The Down Syndrome Research Foundation sent a questionnaire to 314 families across Canada who were part of the Canadian Voluntary Registry on Down Syndrome. This questionnaire was designed to collect information from parents about physical examinations, laboratory tests, referrals and discussions with family physicians that are listed in the health care guidelines.
Two hundred twenty-three families responded to the survey. The highest response rates were in families with children in the five- to 12-year-old age range (41.7%) and the 13- to 18-year-old age range (19.7%). The most common medical conditions reported were visual, hearing and cardiac related. A high percentage of sleep-, gastrointestinal- and thyroid-related conditions were also reported. In the adult group (ie, 30 years of age and older), there was a high proportion of depression and/or anxiety disorders reported. The percentage of those reporting physical examinations and medical referrals by family physicians were highest in the five- to 12-year-old age range and dropped below 50% in those aged 19 years and older.
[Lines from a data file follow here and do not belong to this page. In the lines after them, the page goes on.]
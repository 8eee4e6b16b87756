use axum::{
	Json,
	response::{IntoResponse, Response},
};
use serde_json::json;
use tracing::error;

use super::Error;

impl IntoResponse for Error {
	fn into_response(self) -> Response {
		let status = self.status_code();
		if status.is_server_error() {
			error!("{self:?}");
		}

		let body = json!({
			"errcode": self.kind().errcode(),
			"error": self.message(),
		});

		(status, Json(body)).into_response()
	}
}
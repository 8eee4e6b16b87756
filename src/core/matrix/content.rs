//! Event contents, discriminated on the event-type string. Types outside
//! the known set fall into the generic untyped container.

use serde::{Deserialize, Serialize, Serializer};
use serde_json::{Map, Value};

use super::{Membership, PowerLevelsContent, RoomAliasId, UserId, room::JoinRule, user::UserProfile};
use crate::{Err, Result, err};

pub mod event_type {
	pub const CREATE: &str = "m.room.create";
	pub const NAME: &str = "m.room.name";
	pub const TOPIC: &str = "m.room.topic";
	pub const ALIASES: &str = "m.room.aliases";
	pub const JOIN_RULES: &str = "m.room.join_rules";
	pub const MEMBER: &str = "m.room.member";
	pub const POWER_LEVELS: &str = "m.room.power_levels";
	pub const TYPING: &str = "m.typing";
	pub const PRESENCE: &str = "m.presence";
}

#[derive(Clone, Debug, Deserialize, Eq, PartialEq, Serialize)]
pub struct CreateContent {
	pub creator: UserId,
}

#[derive(Clone, Debug, Deserialize, Eq, PartialEq, Serialize)]
pub struct NameContent {
	pub name: String,
}

#[derive(Clone, Debug, Deserialize, Eq, PartialEq, Serialize)]
pub struct TopicContent {
	pub topic: String,
}

#[derive(Clone, Debug, Deserialize, Eq, PartialEq, Serialize)]
pub struct AliasesContent {
	pub aliases: Vec<RoomAliasId>,
}

#[derive(Clone, Debug, Deserialize, Eq, PartialEq, Serialize)]
pub struct JoinRulesContent {
	pub join_rule: JoinRule,
}

/// Membership state with the member's profile snapshot taken at transition
/// time.
#[derive(Clone, Debug, Deserialize, Eq, PartialEq, Serialize)]
pub struct MemberContent {
	#[serde(skip_serializing_if = "Option::is_none")]
	pub displayname: Option<String>,

	#[serde(skip_serializing_if = "Option::is_none")]
	pub avatar_url: Option<String>,

	pub membership: Membership,
}

impl MemberContent {
	#[must_use]
	pub fn new(membership: Membership) -> Self {
		Self {
			displayname: None,
			avatar_url: None,
			membership,
		}
	}

	/// Attach the member's profile snapshot.
	#[must_use]
	pub fn with_profile(mut self, profile: UserProfile) -> Self {
		self.displayname = Some(profile.displayname);
		self.avatar_url = Some(profile.avatar_url);
		self
	}
}

/// Retains events of types outside the known set as an untyped map.
#[derive(Clone, Debug, PartialEq)]
pub struct GenericContent {
	pub event_type: String,
	pub content: Map<String, Value>,
}

#[derive(Clone, Debug, PartialEq)]
pub enum Content {
	Create(CreateContent),
	Name(NameContent),
	Topic(TopicContent),
	Aliases(AliasesContent),
	JoinRules(JoinRulesContent),
	Member(MemberContent),
	PowerLevels(PowerLevelsContent),
	Generic(GenericContent),
}

impl Content {
	/// Deserialize a content body according to its event-type string.
	/// A known type whose body does not fit its schema is a `BadJson`
	/// rejection; unknown types only need to be JSON objects.
	pub fn from_parts(event_type: &str, value: Value) -> Result<Self> {
		fn typed<T: serde::de::DeserializeOwned>(event_type: &str, value: Value) -> Result<T> {
			serde_json::from_value(value).map_err(|e| {
				err!(Request(BadJson("invalid content for event type {event_type}: {e}")))
			})
		}

		match event_type {
			| event_type::CREATE => typed(event_type, value).map(Self::Create),
			| event_type::NAME => typed(event_type, value).map(Self::Name),
			| event_type::TOPIC => typed(event_type, value).map(Self::Topic),
			| event_type::ALIASES => typed(event_type, value).map(Self::Aliases),
			| event_type::JOIN_RULES => typed(event_type, value).map(Self::JoinRules),
			| event_type::MEMBER => typed(event_type, value).map(Self::Member),
			| event_type::POWER_LEVELS => typed(event_type, value).map(Self::PowerLevels),
			| _ => match value {
				| Value::Object(content) => Ok(Self::Generic(GenericContent {
					event_type: event_type.to_owned(),
					content,
				})),
				| _ => Err!(Request(BadJson("content for {event_type} is not an object"))),
			},
		}
	}

	#[must_use]
	pub fn event_type(&self) -> &str {
		match self {
			| Self::Create(_) => event_type::CREATE,
			| Self::Name(_) => event_type::NAME,
			| Self::Topic(_) => event_type::TOPIC,
			| Self::Aliases(_) => event_type::ALIASES,
			| Self::JoinRules(_) => event_type::JOIN_RULES,
			| Self::Member(_) => event_type::MEMBER,
			| Self::PowerLevels(_) => event_type::POWER_LEVELS,
			| Self::Generic(content) => &content.event_type,
		}
	}

	#[must_use]
	pub fn as_member(&self) -> Option<&MemberContent> {
		match self {
			| Self::Member(content) => Some(content),
			| _ => None,
		}
	}

	#[must_use]
	pub fn as_power_levels(&self) -> Option<&PowerLevelsContent> {
		match self {
			| Self::PowerLevels(content) => Some(content),
			| _ => None,
		}
	}

	#[must_use]
	pub fn as_join_rules(&self) -> Option<&JoinRulesContent> {
		match self {
			| Self::JoinRules(content) => Some(content),
			| _ => None,
		}
	}
}

impl Serialize for Content {
	fn serialize<S: Serializer>(&self, serializer: S) -> Result<S::Ok, S::Error> {
		match self {
			| Self::Create(content) => content.serialize(serializer),
			| Self::Name(content) => content.serialize(serializer),
			| Self::Topic(content) => content.serialize(serializer),
			| Self::Aliases(content) => content.serialize(serializer),
			| Self::JoinRules(content) => content.serialize(serializer),
			| Self::Member(content) => content.serialize(serializer),
			| Self::PowerLevels(content) => content.serialize(serializer),
			| Self::Generic(content) => content.content.serialize(serializer),
		}
	}
}
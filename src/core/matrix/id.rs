//! Identifier model. Every named entity is a `(sigil, localpart, domain)`
//! triple with the canonical string form `<sigil><localpart>:<domain>`.

use std::{
	fmt,
	sync::{Arc, OnceLock, RwLock},
};

use serde::{Deserialize, Deserializer, Serialize, Serializer, de};

use crate::{Err, Result};

/// Interned domain name. Domains recur across every identifier in the hot
/// maps, so they are compared as table indices rather than strings. The
/// table only ever grows; entries are leaked once and live for the process.
#[derive(Clone, Copy, Debug, Eq, Hash, Ord, PartialEq, PartialOrd)]
pub struct Domain(u32);

fn domain_table() -> &'static RwLock<Vec<&'static str>> {
	static DOMAINS: OnceLock<RwLock<Vec<&'static str>>> = OnceLock::new();
	DOMAINS.get_or_init(|| RwLock::new(Vec::new()))
}

impl Domain {
	#[must_use]
	pub fn intern(name: &str) -> Self {
		let mut table = domain_table().write().expect("locked for writing");
		if let Some(index) = table.iter().position(|entry| *entry == name) {
			return Self(u32::try_from(index).expect("domain table index fits u32"));
		}

		table.push(Box::leak(Box::<str>::from(name)));
		Self(u32::try_from(table.len() - 1).expect("domain table index fits u32"))
	}

	#[must_use]
	pub fn as_str(self) -> &'static str {
		domain_table().read().expect("locked")[self.0 as usize]
	}
}

impl fmt::Display for Domain {
	fn fmt(&self, f: &mut fmt::Formatter<'_>) -> fmt::Result { write!(f, "{}", self.as_str()) }
}

/// The leading character distinguishing the identifier class.
#[derive(Clone, Copy, Debug, Eq, Hash, Ord, PartialEq, PartialOrd)]
pub enum Sigil {
	User,
	Room,
	Event,
	Alias,
}

impl Sigil {
	#[must_use]
	pub fn as_char(self) -> char {
		match self {
			| Self::User => '@',
			| Self::Room => '!',
			| Self::Event => '$',
			| Self::Alias => '#',
		}
	}
}

/// Untyped identifier. The typed wrappers below are the public surface;
/// `Id` itself is the key type of the generic relation maps where user,
/// room, event and alias ids mix.
#[derive(Clone, Debug, Eq, Hash, Ord, PartialEq, PartialOrd)]
pub struct Id {
	sigil: Sigil,
	localpart: Arc<str>,
	domain: Domain,
}

impl Id {
	/// Constructing an empty identifier is a programming error.
	#[must_use]
	pub fn new(sigil: Sigil, localpart: &str, domain: &str) -> Self {
		assert!(
			!localpart.is_empty() && !domain.is_empty(),
			"tried to construct an empty identifier"
		);

		Self {
			sigil,
			localpart: localpart.into(),
			domain: Domain::intern(domain),
		}
	}

	pub fn parse(s: &str, sigil: Sigil) -> Result<Self> {
		let Some(rest) = s.strip_prefix(sigil.as_char()) else {
			return Err!(Request(BadParam(
				"identifier '{s}' should start with '{}'",
				sigil.as_char()
			)));
		};

		let Some((localpart, domain)) = rest.split_once(':') else {
			return Err!(Request(BadParam("identifier '{s}' should contain a ':'")));
		};

		if domain.contains(':') {
			return Err!(Request(BadParam("identifier '{s}' should contain exactly one ':'")));
		}

		if localpart.is_empty() {
			return Err!(Request(BadParam("identifier '{s}' is missing its localpart")));
		}

		if domain.is_empty() {
			return Err!(Request(BadParam("identifier '{s}' is missing its domain")));
		}

		Ok(Self::new(sigil, localpart, domain))
	}

	#[inline]
	#[must_use]
	pub fn sigil(&self) -> Sigil { self.sigil }

	#[inline]
	#[must_use]
	pub fn localpart(&self) -> &str { &self.localpart }

	#[inline]
	#[must_use]
	pub fn domain(&self) -> Domain { self.domain }
}

impl fmt::Display for Id {
	fn fmt(&self, f: &mut fmt::Formatter<'_>) -> fmt::Result {
		write!(f, "{}{}:{}", self.sigil.as_char(), self.localpart, self.domain)
	}
}

macro_rules! typed_id {
	($name:ident, $sigil:ident) => {
		#[derive(Clone, Debug, Eq, Hash, Ord, PartialEq, PartialOrd)]
		pub struct $name(Id);

		impl $name {
			#[must_use]
			pub fn new(localpart: &str, domain: &str) -> Self {
				Self(Id::new(Sigil::$sigil, localpart, domain))
			}

			pub fn parse(s: &str) -> Result<Self> { Id::parse(s, Sigil::$sigil).map(Self) }

			#[inline]
			#[must_use]
			pub fn localpart(&self) -> &str { self.0.localpart() }

			#[inline]
			#[must_use]
			pub fn domain(&self) -> Domain { self.0.domain() }
		}

		impl From<$name> for Id {
			#[inline]
			fn from(id: $name) -> Self { id.0 }
		}

		impl From<&$name> for Id {
			#[inline]
			fn from(id: &$name) -> Self { id.0.clone() }
		}

		impl TryFrom<Id> for $name {
			type Error = crate::Error;

			fn try_from(id: Id) -> Result<Self> {
				match id.sigil() {
					| Sigil::$sigil => Ok(Self(id)),
					| sigil => Err!(Request(BadParam(
						"identifier '{id}' has sigil '{}', expected '{}'",
						sigil.as_char(),
						Sigil::$sigil.as_char()
					))),
				}
			}
		}

		impl AsRef<Id> for $name {
			#[inline]
			fn as_ref(&self) -> &Id { &self.0 }
		}

		impl fmt::Display for $name {
			fn fmt(&self, f: &mut fmt::Formatter<'_>) -> fmt::Result { self.0.fmt(f) }
		}

		impl Serialize for $name {
			fn serialize<S: Serializer>(&self, serializer: S) -> Result<S::Ok, S::Error> {
				serializer.collect_str(self)
			}
		}

		impl<'de> Deserialize<'de> for $name {
			fn deserialize<D: Deserializer<'de>>(deserializer: D) -> Result<Self, D::Error> {
				let s = std::borrow::Cow::<'de, str>::deserialize(deserializer)?;
				Self::parse(&s).map_err(de::Error::custom)
			}
		}
	};
}

typed_id!(UserId, User);
typed_id!(RoomId, Room);
typed_id!(EventId, Event);
typed_id!(RoomAliasId, Alias);

#[cfg(test)]
mod tests {
	use super::{Domain, EventId, RoomAliasId, RoomId, UserId};

	#[test]
	fn round_trips() {
		for s in ["@alice:example.org", "!abc123:example.org", "$ev:host", "#lobby:example.org"] {
			match s.chars().next().unwrap() {
				| '@' => assert_eq!(UserId::parse(s).unwrap().to_string(), s),
				| '!' => assert_eq!(RoomId::parse(s).unwrap().to_string(), s),
				| '$' => assert_eq!(EventId::parse(s).unwrap().to_string(), s),
				| '#' => assert_eq!(RoomAliasId::parse(s).unwrap().to_string(), s),
				| _ => unreachable!(),
			}
		}
	}

	#[test]
	fn rejects_malformed() {
		assert!(UserId::parse("!alice:example.org").is_err());
		assert!(UserId::parse("@alice").is_err());
		assert!(UserId::parse("@alice:").is_err());
		assert!(UserId::parse("@:example.org").is_err());
		assert!(UserId::parse("@alice:exa:mple.org").is_err());
		assert!(UserId::parse("").is_err());
	}

	#[test]
	fn domains_intern_to_the_same_index() {
		let a = UserId::parse("@alice:example.org").unwrap();
		let b = RoomId::parse("!roomroom:example.org").unwrap();
		assert_eq!(a.domain(), b.domain());
		assert_eq!(a.domain(), Domain::intern("example.org"));
		assert_eq!(a.domain().as_str(), "example.org");
	}

	#[test]
	fn equality_needs_all_components() {
		let a = UserId::parse("@alice:example.org").unwrap();
		assert_ne!(a, UserId::parse("@alice:example.com").unwrap());
		assert_ne!(a, UserId::parse("@bob:example.org").unwrap());
		assert_eq!(a, UserId::new("alice", "example.org"));
	}

	#[test]
	fn json_form_is_the_quoted_canonical_string() {
		let id = UserId::parse("@alice:example.org").unwrap();
		let json = serde_json::to_string(&id).unwrap();
		assert_eq!(json, "\"@alice:example.org\"");
		assert_eq!(serde_json::from_str::<UserId>(&json).unwrap(), id);
	}
}
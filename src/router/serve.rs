use std::{net::SocketAddr, sync::Arc};

use palaver_core::Result;
use palaver_service::Services;
use tokio::net::TcpListener;
use tracing::info;

use crate::router;

pub(crate) async fn serve(services: &Arc<Services>) -> Result {
	let server = &services.server;
	let addr = SocketAddr::new(server.config.address, server.config.port);
	let app = router::build(services);

	let listener = TcpListener::bind(addr).await?;
	info!("Listening on {addr}");

	let handle = server.clone();
	axum::serve(listener, app)
		.with_graceful_shutdown(async move { handle.until_shutdown().await })
		.await?;

	Ok(())
}
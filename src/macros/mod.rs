mod implement;

use proc_macro::TokenStream;
use syn::{
	Error, ItemFn, Meta,
	parse::{Parse, Parser},
	parse_macro_input,
};

pub(crate) type Result<T> = std::result::Result<T, Error>;

#[proc_macro_attribute]
pub fn implement(args: TokenStream, input: TokenStream) -> TokenStream {
	attribute_macro::<ItemFn, _>(args, input, implement::implement)
}

fn attribute_macro<I, F>(args: TokenStream, input: TokenStream, func: F) -> TokenStream
where
	F: Fn(I, &[Meta]) -> Result<TokenStream>,
	I: Parse,
{
	let item = parse_macro_input!(input as I);
	syn::punctuated::Punctuated::<Meta, syn::Token![,]>::parse_terminated
		.parse(args)
		.map(|args| args.iter().cloned().collect::<Vec<_>>())
		.and_then(|ref args| func(item, args))
		.unwrap_or_else(|e| e.to_compile_error().into())
}
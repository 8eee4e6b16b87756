use axum::extract::{Path, Query, State, rejection::QueryRejection};
use axum::Json;
use palaver_core::{Result, StreamToken, matrix::RoomId};
use palaver_service::sync::EventRange;
use serde::Deserialize;

use super::utils;
use crate::Sender;

#[derive(Deserialize)]
pub(crate) struct MessagesQuery {
	from: Option<StreamToken>,
	to: Option<StreamToken>,
	dir: Option<String>,
	limit: Option<u64>,
}

/// # `GET /_matrix/client/api/v1/rooms/{roomId}/messages`
///
/// Paginates one room's messages; `dir=b` walks backward from `from`.
pub(crate) async fn get_messages(
	State(services): State<crate::State>,
	Path(room_id): Path<String>,
	Sender(sender): Sender,
	query: Result<Query<MessagesQuery>, QueryRejection>,
) -> Result<Json<EventRange>> {
	let room_id = RoomId::parse(&room_id)?;
	let query = utils::query(query)?;
	let (from, to) = utils::window(query.dir.as_deref(), query.from, query.to)?;
	let limit = utils::limit(&services.server.config, query.limit);

	let range = services
		.sync
		.messages(&sender, &room_id, from, to, limit)?;

	Ok(Json(range))
}
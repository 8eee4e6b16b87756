use std::{
	ops::Deref,
	sync::{Arc, OnceLock},
};

use crate::Services;

/// Late-bound handle to the full service web. Every service holds one of
/// these; it is set exactly once after all services have been built,
/// breaking the construction cycle between them.
#[derive(Default)]
pub(crate) struct OnceServices {
	lock: OnceLock<Arc<Services>>,
}

impl OnceServices {
	pub(super) fn set(&self, services: Arc<Services>) -> Arc<Services> {
		self.lock.get_or_init(move || services).clone()
	}

	#[inline]
	pub(crate) fn get(&self) -> &Arc<Services> {
		self.lock
			.get()
			.expect("services must be initialized")
	}
}

impl Deref for OnceServices {
	type Target = Arc<Services>;

	#[inline]
	fn deref(&self) -> &Self::Target { self.get() }
}
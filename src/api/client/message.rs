use axum::{
	Json,
	extract::{Path, State, rejection::JsonRejection},
};
use palaver_core::{
	Result,
	matrix::{Content, RoomId},
};
use serde_json::{Value, json};

use super::utils;
use crate::Sender;

/// # `POST|PUT /_matrix/client/api/v1/rooms/{roomId}/send/{eventType}`
///
/// Appends a non-state event to the room.
pub(crate) async fn send_message(
	State(services): State<crate::State>,
	Path((room_id, event_type)): Path<(String, String)>,
	Sender(sender): Sender,
	body: Result<Json<Value>, JsonRejection>,
) -> Result<Json<Value>> {
	let room_id = RoomId::parse(&room_id)?;
	let content = Content::from_parts(&event_type, utils::body(body)?)?;
	let message = services.timeline.add_message(&room_id, &sender, content)?;

	Ok(Json(json!({ "event_id": message.event_id })))
}

/// # `POST|PUT /_matrix/client/api/v1/rooms/{roomId}/send/{eventType}/{txnId}`
///
/// As [`send_message`]; the transaction id only disambiguates the route.
pub(crate) async fn send_message_txn(
	state: State<crate::State>,
	Path((room_id, event_type, _txn_id)): Path<(String, String, String)>,
	sender: Sender,
	body: Result<Json<Value>, JsonRejection>,
) -> Result<Json<Value>> {
	send_message(state, Path((room_id, event_type)), sender, body).await
}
In the one- to four-year-old and five- to 12-year-old age groups, the percentages of those with Down syndrome referred for hearing tests and celiac screens were reported to be below 30%. The percentages of those reporting discussions on behavioural issues were below 50% in all age groups.
Physical examinations, as per the recommended guidelines, were followed only in the five- to 12-year-old age group. Many of the recommendations regarding discussion of behavioural problems, transition planning, diet, exercise and issues around puberty or sexual health were followed infrequently in all age groups. Further physician education about the guidelines is necessary.